### Your instructions
Tally the lines below that contain the word "collection", then give the tally and nothing more.

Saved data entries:
== Segment start ==
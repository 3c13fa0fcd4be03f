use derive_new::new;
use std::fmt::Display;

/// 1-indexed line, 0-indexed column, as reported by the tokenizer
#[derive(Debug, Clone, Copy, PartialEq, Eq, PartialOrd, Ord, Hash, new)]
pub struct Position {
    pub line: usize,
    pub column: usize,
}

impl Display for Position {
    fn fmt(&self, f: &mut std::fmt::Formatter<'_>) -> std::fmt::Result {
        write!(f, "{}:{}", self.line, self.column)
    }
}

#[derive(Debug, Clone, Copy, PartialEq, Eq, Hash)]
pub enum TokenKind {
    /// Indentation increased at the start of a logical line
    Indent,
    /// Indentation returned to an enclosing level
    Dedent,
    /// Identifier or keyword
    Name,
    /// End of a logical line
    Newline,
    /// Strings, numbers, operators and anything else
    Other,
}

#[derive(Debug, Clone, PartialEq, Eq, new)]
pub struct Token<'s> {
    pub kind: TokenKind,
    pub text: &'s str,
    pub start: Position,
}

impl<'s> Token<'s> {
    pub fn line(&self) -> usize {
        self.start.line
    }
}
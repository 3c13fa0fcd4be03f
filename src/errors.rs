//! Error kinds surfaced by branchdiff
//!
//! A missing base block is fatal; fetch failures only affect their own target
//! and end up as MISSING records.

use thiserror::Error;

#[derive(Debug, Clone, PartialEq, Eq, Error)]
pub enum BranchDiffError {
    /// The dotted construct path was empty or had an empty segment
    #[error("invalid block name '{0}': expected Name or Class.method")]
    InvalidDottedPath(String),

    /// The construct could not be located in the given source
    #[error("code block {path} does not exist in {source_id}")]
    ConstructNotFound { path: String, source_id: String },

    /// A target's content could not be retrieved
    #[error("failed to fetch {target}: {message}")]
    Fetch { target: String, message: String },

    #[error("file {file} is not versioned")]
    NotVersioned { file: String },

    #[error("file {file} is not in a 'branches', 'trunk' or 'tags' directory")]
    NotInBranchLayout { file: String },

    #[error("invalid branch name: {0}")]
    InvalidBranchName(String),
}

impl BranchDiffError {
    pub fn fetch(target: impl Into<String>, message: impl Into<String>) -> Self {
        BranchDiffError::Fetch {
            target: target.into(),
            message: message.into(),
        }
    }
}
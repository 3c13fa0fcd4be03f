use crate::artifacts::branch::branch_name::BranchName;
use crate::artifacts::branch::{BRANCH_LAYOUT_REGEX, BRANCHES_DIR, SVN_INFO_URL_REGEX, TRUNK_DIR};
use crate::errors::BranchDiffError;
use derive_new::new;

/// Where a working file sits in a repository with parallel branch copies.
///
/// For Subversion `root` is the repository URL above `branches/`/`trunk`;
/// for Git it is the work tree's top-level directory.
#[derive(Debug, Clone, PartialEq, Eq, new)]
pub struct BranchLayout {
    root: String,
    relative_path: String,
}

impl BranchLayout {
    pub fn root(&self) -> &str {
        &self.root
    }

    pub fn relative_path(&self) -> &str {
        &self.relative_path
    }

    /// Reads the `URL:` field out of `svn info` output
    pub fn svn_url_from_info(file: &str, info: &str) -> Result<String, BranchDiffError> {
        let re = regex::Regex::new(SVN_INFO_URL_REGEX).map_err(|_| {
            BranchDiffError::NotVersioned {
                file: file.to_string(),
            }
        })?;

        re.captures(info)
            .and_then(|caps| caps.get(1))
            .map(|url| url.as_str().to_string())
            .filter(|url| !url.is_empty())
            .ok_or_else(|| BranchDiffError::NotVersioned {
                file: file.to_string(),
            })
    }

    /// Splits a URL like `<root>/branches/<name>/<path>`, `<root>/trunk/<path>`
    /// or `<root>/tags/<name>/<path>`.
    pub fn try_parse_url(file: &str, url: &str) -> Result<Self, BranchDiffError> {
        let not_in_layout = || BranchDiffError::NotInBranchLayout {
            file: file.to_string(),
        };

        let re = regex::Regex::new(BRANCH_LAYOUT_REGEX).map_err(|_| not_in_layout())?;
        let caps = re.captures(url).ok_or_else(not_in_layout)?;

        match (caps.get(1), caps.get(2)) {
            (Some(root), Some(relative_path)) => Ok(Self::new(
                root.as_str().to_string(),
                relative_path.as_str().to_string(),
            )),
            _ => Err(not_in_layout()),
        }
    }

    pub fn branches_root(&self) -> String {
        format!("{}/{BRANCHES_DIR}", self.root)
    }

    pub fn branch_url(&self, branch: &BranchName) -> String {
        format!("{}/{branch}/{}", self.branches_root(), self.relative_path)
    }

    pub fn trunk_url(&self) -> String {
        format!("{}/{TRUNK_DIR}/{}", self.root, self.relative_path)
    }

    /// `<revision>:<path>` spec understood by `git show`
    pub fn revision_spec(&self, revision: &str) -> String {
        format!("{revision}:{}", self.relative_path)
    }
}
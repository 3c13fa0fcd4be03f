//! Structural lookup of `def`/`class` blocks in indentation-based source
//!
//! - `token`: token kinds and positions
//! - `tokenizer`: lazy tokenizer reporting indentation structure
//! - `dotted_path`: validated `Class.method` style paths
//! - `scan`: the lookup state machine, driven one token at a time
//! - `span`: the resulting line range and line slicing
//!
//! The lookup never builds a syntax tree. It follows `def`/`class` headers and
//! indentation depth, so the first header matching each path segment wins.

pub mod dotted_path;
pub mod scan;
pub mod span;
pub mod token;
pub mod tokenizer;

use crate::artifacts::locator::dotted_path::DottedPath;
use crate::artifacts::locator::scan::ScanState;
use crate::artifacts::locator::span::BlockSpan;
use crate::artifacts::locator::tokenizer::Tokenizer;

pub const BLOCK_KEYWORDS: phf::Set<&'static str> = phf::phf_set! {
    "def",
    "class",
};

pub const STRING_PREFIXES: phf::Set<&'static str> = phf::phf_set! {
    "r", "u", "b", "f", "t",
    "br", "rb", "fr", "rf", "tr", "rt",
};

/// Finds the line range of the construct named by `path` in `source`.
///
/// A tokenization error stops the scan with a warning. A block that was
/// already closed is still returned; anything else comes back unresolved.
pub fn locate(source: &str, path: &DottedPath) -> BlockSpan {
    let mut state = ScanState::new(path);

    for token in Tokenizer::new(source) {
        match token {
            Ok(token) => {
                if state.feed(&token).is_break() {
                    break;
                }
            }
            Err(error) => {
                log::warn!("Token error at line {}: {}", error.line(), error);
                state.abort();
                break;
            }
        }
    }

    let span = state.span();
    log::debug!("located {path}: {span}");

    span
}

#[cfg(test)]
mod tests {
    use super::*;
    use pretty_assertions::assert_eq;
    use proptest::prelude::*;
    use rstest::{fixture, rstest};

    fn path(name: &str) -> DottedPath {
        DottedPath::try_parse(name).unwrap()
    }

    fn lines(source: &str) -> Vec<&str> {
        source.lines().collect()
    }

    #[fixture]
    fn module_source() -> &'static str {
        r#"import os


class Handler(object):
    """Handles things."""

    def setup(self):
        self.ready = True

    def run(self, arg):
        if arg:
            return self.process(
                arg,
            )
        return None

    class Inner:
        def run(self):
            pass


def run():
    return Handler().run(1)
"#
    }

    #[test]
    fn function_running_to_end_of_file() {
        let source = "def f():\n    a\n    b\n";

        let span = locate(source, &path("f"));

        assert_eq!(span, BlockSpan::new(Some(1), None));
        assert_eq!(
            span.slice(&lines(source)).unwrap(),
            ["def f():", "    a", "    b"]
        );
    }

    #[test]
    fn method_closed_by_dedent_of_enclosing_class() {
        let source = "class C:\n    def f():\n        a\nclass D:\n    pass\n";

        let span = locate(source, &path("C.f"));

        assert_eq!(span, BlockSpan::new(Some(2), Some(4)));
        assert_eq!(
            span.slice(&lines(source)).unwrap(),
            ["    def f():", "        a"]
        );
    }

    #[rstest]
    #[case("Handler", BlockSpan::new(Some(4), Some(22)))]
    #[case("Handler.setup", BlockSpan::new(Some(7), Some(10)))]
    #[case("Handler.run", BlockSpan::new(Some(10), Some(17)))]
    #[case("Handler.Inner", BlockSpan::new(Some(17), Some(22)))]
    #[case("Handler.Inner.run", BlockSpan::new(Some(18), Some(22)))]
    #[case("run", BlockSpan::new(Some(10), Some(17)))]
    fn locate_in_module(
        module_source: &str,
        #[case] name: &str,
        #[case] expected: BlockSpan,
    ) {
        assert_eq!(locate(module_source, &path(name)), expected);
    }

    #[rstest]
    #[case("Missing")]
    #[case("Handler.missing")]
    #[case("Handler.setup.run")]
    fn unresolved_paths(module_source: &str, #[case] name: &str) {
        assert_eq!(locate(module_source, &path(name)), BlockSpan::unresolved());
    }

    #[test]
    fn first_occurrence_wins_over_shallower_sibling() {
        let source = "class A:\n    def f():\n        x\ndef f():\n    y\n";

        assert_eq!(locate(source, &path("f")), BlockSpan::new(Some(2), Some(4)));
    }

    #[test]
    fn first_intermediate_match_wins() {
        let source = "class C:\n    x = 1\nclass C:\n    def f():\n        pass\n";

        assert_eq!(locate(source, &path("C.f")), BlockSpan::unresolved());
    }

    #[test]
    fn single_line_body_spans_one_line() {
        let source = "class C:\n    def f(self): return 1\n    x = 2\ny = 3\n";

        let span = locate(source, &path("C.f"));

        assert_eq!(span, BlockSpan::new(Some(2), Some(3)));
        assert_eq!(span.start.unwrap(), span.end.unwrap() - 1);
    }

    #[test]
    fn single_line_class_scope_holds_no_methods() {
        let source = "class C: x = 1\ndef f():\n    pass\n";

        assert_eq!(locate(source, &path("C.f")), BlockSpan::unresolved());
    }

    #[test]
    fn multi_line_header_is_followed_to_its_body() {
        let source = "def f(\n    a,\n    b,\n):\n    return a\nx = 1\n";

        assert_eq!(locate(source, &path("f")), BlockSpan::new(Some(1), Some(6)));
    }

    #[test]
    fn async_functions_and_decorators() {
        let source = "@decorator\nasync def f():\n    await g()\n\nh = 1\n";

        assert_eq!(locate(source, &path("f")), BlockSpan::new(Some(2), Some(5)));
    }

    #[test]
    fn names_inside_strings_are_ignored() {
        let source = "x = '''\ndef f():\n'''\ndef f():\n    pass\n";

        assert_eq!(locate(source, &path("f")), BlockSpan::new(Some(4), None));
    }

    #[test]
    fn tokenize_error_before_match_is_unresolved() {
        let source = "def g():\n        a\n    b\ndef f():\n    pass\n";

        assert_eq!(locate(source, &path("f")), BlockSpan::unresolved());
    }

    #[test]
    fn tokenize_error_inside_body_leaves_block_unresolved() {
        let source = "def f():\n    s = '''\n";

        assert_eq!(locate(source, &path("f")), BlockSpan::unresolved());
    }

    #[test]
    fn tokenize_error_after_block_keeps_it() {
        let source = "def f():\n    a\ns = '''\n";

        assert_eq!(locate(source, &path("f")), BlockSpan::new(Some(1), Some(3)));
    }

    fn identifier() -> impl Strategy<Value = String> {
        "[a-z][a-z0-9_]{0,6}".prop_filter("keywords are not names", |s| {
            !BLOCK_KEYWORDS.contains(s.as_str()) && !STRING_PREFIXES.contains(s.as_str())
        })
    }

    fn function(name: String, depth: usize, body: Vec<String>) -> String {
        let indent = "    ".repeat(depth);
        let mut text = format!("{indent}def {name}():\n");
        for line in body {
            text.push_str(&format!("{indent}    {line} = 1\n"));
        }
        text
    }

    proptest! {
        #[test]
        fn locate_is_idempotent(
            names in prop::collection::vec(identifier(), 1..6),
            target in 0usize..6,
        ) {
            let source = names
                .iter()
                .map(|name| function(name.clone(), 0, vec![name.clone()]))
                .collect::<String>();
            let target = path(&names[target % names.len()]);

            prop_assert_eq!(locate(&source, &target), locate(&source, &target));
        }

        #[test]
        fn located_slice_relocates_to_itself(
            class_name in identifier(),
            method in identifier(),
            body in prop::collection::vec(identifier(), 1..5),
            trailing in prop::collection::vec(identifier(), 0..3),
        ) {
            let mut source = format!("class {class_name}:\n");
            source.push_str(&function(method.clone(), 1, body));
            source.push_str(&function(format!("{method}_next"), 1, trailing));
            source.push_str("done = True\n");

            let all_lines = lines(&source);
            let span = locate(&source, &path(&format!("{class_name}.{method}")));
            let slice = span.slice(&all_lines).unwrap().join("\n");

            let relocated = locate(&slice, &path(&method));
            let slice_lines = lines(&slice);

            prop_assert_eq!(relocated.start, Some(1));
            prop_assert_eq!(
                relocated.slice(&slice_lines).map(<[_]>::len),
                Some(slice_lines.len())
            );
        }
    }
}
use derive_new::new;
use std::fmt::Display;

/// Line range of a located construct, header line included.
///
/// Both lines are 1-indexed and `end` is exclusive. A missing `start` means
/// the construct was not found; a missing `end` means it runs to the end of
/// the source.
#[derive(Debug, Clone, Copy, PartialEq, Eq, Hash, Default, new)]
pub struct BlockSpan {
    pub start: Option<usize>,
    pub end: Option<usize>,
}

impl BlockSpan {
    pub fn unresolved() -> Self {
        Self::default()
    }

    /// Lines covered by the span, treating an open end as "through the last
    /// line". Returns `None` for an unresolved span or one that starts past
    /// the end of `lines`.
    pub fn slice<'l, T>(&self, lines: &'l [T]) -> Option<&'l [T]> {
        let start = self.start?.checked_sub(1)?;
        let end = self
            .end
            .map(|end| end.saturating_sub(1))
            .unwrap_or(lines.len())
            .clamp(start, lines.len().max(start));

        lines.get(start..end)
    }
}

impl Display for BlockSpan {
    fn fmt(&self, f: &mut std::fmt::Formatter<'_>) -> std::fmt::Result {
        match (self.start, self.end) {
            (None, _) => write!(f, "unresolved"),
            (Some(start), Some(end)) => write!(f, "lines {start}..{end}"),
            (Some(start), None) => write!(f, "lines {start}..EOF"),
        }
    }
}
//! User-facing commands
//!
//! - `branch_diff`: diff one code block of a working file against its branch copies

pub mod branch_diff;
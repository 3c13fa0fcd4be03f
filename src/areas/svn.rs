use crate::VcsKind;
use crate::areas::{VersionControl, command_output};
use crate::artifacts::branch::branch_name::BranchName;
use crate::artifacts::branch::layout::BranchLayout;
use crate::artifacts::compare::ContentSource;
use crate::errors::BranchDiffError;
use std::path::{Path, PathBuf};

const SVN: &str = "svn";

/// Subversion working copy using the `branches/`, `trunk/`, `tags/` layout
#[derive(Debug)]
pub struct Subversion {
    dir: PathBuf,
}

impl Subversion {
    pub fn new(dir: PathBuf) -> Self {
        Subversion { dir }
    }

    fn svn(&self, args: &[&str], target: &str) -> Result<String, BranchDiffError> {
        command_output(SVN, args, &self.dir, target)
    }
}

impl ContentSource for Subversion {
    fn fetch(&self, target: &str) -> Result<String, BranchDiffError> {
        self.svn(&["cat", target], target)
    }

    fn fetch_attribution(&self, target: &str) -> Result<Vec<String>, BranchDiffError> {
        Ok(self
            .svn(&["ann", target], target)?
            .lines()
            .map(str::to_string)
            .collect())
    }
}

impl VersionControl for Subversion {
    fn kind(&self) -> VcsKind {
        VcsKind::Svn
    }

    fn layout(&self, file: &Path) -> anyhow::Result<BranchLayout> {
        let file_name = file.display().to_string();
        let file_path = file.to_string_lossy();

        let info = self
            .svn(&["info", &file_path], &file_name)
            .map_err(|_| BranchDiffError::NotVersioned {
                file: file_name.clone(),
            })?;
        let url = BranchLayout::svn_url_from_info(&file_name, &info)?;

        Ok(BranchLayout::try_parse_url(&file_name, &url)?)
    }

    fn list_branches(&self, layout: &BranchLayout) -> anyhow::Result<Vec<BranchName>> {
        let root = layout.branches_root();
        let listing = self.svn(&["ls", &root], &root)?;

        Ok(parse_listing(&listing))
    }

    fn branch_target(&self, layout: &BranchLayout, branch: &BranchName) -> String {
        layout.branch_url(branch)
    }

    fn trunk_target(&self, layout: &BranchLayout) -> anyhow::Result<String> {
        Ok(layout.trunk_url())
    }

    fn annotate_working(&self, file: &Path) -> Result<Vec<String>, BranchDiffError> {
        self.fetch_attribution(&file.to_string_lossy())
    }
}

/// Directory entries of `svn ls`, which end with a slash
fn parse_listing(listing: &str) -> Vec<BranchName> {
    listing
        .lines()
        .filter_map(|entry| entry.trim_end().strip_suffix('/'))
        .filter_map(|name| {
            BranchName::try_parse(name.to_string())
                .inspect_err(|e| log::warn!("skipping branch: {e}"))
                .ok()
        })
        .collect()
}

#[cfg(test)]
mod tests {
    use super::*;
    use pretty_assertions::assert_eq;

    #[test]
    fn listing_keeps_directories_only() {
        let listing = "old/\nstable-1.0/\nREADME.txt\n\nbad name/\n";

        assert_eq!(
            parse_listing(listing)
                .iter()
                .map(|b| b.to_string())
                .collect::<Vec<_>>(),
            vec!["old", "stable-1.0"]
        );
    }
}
== Segment end ==
### Written answer
3